La résistance humaniste, aujourd’hui, passe par le refus. Le refus de jouer le jeu, de se soumettre aux règles, de participer à cette mascarade. Elle passe par le rejet de l’art contemporain, de ses impostures, de ses mensonges. Elle passe par le retour à l’essentiel : la vérité, la beauté, la souffrance. Pas la beauté lisse et aseptisée des galeries, mais la beauté crasseuse, douloureuse, vivante. Pas la vérité des discours, mais la vérité des tripes, des entrailles, du sang. Pas la souffrance esthétisée des performances, mais la souffrance réelle, tangible, insupportable.

Il faut revenir à l’homme, à sa condition, à sa misère. Il faut peindre la douleur, sculpter la peur, écrire la folie. Il faut cesser de mentir, de se mentir. Il faut regarder la fin du monde en face, sans fard, sans illusion. Et si l’art doit mourir, qu’il meure. Mais qu’il meure debout, en combattant, en hurlant sa vérité. Comme le disait Artaud : « Toute l’écriture est de la cochonnerie. Les gens qui sortent du vague pour essayer de préciser quoi que ce soit de ce qui se passe dans leur pensée sont des cochons. » Alors soyons des cochons. Écrivons, peignons, sculptons notre cochonnerie, notre vérité, notre fin.
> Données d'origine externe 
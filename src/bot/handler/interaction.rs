//! Interaction event handler for slash command dispatch.

use serenity::all::{Context, Interaction};

use crate::command::CommandRegistry;

/// Dispatches a command interaction to its registered handler.
///
/// Non-command interactions and unknown command names are ignored (the
/// latter logged, since they indicate stale registrations). Handler errors
/// are logged here rather than propagated - one failed interaction must not
/// affect the gateway connection.
///
/// # Arguments
/// - `registry` - The bot's command registry
/// - `ctx` - Discord context for responding to the interaction
/// - `interaction` - The incoming interaction
pub async fn handle_interaction_create(
    registry: &CommandRegistry,
    ctx: Context,
    interaction: Interaction,
) {
    let Interaction::Command(command) = interaction else {
        return;
    };

    let Some(handler) = registry.find(command.data.name.as_str()) else {
        tracing::warn!("Received unknown command /{}", command.data.name);
        return;
    };

    tracing::debug!(
        "Dispatching /{} for user {}",
        command.data.name,
        command.user.id
    );

    if let Err(e) = handler.handle(&ctx, &command).await {
        tracing::error!("Command /{} failed: {:?}", command.data.name, e);
    }
}
//! The /schedule command: creates a guild scheduled event from
//! user-supplied dates.

use chrono::{DateTime, Utc};
use chrono_tz::Tz;
use serenity::all::{
    CommandInteraction, CommandOptionType, Context, CreateCommand, CreateCommandOption,
    CreateScheduledEvent, ScheduledEventType, Timestamp,
};
use serenity::async_trait;

use crate::{
    command::{option_str, respond, CommandHandler},
    error::{internal::InternalError, AppError},
    util::window::{DateWindowResolver, ResolutionError},
};

/// Schedules an external guild event over a resolved date window.
pub struct ScheduleCommand {
    resolver: DateWindowResolver,
}

impl ScheduleCommand {
    /// Creates the command with a resolver for the configured zone.
    ///
    /// # Arguments
    /// - `zone_name` - IANA timezone name from configuration
    ///
    /// # Returns
    /// - `Ok(ScheduleCommand)` - Zone resolved
    /// - `Err(ResolutionError::InvalidTimeZone)` - Unknown zone identifier
    pub fn new(zone_name: &str) -> Result<Self, ResolutionError> {
        Ok(Self {
            resolver: DateWindowResolver::new(zone_name)?,
        })
    }
}

#[async_trait]
impl CommandHandler for ScheduleCommand {
    fn name(&self) -> &'static str {
        "schedule"
    }

    fn register(&self) -> CreateCommand {
        CreateCommand::new(self.name())
            .description("Schedule a new event")
            .add_option(
                CreateCommandOption::new(CommandOptionType::String, "location", "Location")
                    .required(true),
            )
            .add_option(
                CreateCommandOption::new(CommandOptionType::String, "name", "Name").required(true),
            )
            .add_option(
                CreateCommandOption::new(CommandOptionType::String, "description", "Description")
                    .required(true),
            )
            .add_option(
                CreateCommandOption::new(
                    CommandOptionType::String,
                    "end",
                    "End date/time (optional)",
                )
                .required(false),
            )
            .add_option(
                CreateCommandOption::new(
                    CommandOptionType::String,
                    "start",
                    "Start date/time (optional)",
                )
                .required(false),
            )
    }

    async fn handle(&self, ctx: &Context, command: &CommandInteraction) -> Result<(), AppError> {
        let Some(guild_id) = command.guild_id else {
            return respond(ctx, command, "This command only works in a server.").await;
        };

        // Required options are enforced by Discord; missing ones indicate a
        // malformed interaction.
        let (Some(location), Some(name), Some(description)) = (
            option_str(command, "location"),
            option_str(command, "name"),
            option_str(command, "description"),
        ) else {
            return respond(ctx, command, "Missing required options.").await;
        };

        let start_text = option_str(command, "start");
        let end_text = option_str(command, "end");

        // The clock is read here, once per interaction; the resolver itself
        // never consults it.
        let now = Utc::now().with_timezone(&self.resolver.timezone());

        let window = match self.resolver.resolve_window(start_text, end_text, now) {
            Ok(window) => window,
            Err(err) => return respond(ctx, command, err.to_string()).await,
        };

        let event = CreateScheduledEvent::new(
            ScheduledEventType::External,
            name,
            discord_timestamp(&window.start)?,
        )
        .description(description)
        .end_time(discord_timestamp(&window.end)?)
        .location(location);

        match guild_id.create_scheduled_event(&ctx.http, event).await {
            Ok(event) => {
                tracing::info!(
                    "Scheduled event '{}' in guild {} from {} to {}",
                    event.name,
                    guild_id,
                    window.start,
                    window.end
                );

                respond(
                    ctx,
                    command,
                    format!(
                        "\"{}\" scheduled from {} to {} at {}",
                        event.name,
                        window.start.format("%Y-%m-%dT%H:%M%:z"),
                        window.end.format("%Y-%m-%dT%H:%M%:z"),
                        location
                    ),
                )
                .await
            }
            Err(err) => {
                tracing::error!("Failed to create scheduled event: {:?}", err);

                respond(ctx, command, format!("Error creating event: {}", err)).await
            }
        }
    }
}

/// Converts a resolved instant to a Discord timestamp.
///
/// # Returns
/// - `Ok(Timestamp)` - Conversion succeeded
/// - `Err(AppError::InternalErr(InvalidDiscordTimestamp))` - Instant lies
///   outside Discord's representable range
fn discord_timestamp(instant: &DateTime<Tz>) -> Result<Timestamp, AppError> {
    Timestamp::from_unix_timestamp(instant.timestamp()).map_err(|e| {
        AppError::InternalErr(InternalError::InvalidDiscordTimestamp {
            timestamp: instant.timestamp(),
            reason: e.to_string(),
        })
    })
}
La résistance humaniste, c’est aussi le refus de la passivité. C’est l’action, la création, la lutte. Pas pour changer le monde, mais pour ne pas se laisser engloutir par lui. Pour ne pas devenir complice de sa propre destruction. Pour garder une lueur d’humanité dans ce monde de brutes. Comme le disait Camus dans L’Homme révolté : « Je me révolte, donc nous sommes. » Alors révoltons-nous. Créons, même si c’est pour rien. Luttons, même si c’est pour perdre. Résistons, même si c’est pour mourir. Parce que c’est tout ce qui nous reste : notre dignité, notre folie, notre art.

Analogie Finale : Poème

Ô vous, les derniers hommes, les derniers fous,

Les derniers artistes aux doigts tachés d’encre et de sang,

Regardez bien cette toile qui se déchire,

Ce ciel qui pisse sa bile sur nos rêves pourris.

Nous sommes les fossoyeurs de notre propre gloire,

Les clowns tristes d’un cirque sans public,

Les chiens galeux qui lèchent leurs plaies,

Les rats qui dansent sur le cadavre de la beauté.

L’art ? Une putain qui vend ses charmes,

Un vieux singe qui grimace devant la mort,

Un miroir brisé qui reflète nos âmes,

Nos mensonges, nos peurs, notre fin qui s’effiloche.

Mais écoutez, écoutez bien ce silence,

Ce râle qui monte des entrailles de la terre,

Ce rire énorme qui secoue les étoiles,

C’est le rire de Dieu, ou peut-être le nôtre.